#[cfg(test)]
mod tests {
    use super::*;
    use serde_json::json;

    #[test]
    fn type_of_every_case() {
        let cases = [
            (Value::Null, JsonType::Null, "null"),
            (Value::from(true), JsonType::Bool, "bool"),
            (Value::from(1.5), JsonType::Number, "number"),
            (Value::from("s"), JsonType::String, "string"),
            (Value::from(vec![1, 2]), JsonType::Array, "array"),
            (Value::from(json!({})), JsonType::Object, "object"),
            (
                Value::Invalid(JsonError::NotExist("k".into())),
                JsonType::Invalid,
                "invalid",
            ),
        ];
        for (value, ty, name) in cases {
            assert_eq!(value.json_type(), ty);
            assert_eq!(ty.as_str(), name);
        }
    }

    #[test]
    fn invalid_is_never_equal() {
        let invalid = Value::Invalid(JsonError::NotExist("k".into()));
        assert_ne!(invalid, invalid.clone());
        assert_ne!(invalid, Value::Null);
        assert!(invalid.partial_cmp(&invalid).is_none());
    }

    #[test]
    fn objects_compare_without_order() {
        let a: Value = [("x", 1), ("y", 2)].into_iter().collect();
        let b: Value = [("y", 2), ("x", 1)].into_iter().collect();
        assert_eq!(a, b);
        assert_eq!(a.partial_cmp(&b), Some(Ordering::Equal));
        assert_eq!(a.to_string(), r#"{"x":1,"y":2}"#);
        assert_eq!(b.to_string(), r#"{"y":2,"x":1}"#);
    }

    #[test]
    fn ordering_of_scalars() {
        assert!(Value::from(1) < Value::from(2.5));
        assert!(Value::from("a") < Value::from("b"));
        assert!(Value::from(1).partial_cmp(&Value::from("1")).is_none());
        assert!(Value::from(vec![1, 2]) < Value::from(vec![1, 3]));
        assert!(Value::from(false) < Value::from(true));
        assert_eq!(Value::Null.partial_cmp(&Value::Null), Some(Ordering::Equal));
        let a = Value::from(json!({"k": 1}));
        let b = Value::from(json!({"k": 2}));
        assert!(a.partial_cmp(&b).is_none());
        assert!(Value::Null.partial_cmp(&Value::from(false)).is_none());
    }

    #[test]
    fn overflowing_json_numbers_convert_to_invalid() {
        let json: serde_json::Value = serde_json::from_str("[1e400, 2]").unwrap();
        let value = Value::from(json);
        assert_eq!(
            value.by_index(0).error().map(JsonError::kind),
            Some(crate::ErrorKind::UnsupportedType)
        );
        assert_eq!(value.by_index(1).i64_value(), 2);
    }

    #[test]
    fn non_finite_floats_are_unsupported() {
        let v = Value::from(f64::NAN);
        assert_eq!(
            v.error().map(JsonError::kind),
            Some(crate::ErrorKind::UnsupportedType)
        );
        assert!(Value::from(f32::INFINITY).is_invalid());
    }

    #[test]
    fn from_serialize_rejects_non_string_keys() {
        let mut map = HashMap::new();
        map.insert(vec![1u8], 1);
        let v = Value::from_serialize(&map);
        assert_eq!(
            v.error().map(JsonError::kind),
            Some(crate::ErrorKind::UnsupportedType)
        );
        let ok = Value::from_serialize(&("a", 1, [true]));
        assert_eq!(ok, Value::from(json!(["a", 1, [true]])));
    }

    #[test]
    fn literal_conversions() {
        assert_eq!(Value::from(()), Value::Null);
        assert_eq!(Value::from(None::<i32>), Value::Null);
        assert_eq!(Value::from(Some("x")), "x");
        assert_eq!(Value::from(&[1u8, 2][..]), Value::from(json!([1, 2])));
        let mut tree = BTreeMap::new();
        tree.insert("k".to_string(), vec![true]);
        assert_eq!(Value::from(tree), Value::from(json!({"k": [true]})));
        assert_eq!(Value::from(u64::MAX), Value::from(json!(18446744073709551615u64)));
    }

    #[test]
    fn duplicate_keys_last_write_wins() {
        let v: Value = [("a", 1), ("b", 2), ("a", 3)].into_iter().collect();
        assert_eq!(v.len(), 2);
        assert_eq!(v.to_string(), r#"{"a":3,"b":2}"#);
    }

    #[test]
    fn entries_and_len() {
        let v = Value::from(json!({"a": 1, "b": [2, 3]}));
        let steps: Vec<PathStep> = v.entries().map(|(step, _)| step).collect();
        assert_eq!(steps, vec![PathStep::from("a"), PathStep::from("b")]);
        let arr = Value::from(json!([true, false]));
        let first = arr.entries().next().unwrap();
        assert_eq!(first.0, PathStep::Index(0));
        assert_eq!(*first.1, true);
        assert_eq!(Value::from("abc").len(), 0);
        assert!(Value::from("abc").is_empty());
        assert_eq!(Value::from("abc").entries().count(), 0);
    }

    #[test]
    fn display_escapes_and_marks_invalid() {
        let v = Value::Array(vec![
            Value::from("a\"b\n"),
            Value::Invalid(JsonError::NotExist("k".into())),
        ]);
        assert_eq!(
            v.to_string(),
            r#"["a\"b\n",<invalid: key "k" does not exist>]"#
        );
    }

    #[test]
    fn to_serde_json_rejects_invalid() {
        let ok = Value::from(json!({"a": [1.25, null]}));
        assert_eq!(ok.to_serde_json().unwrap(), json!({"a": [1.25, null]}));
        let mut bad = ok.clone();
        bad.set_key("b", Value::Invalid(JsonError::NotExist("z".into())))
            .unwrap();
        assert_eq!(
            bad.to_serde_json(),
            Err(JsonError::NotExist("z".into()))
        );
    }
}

:: Exercise description ::
Look through the records and copy down every line that holds "first".

:: Answer to this task ::
        let first = arr.entries().next().unwrap();
        assert_eq!(first.0, PathStep::Index(0));
        assert_eq!(*first.1, true);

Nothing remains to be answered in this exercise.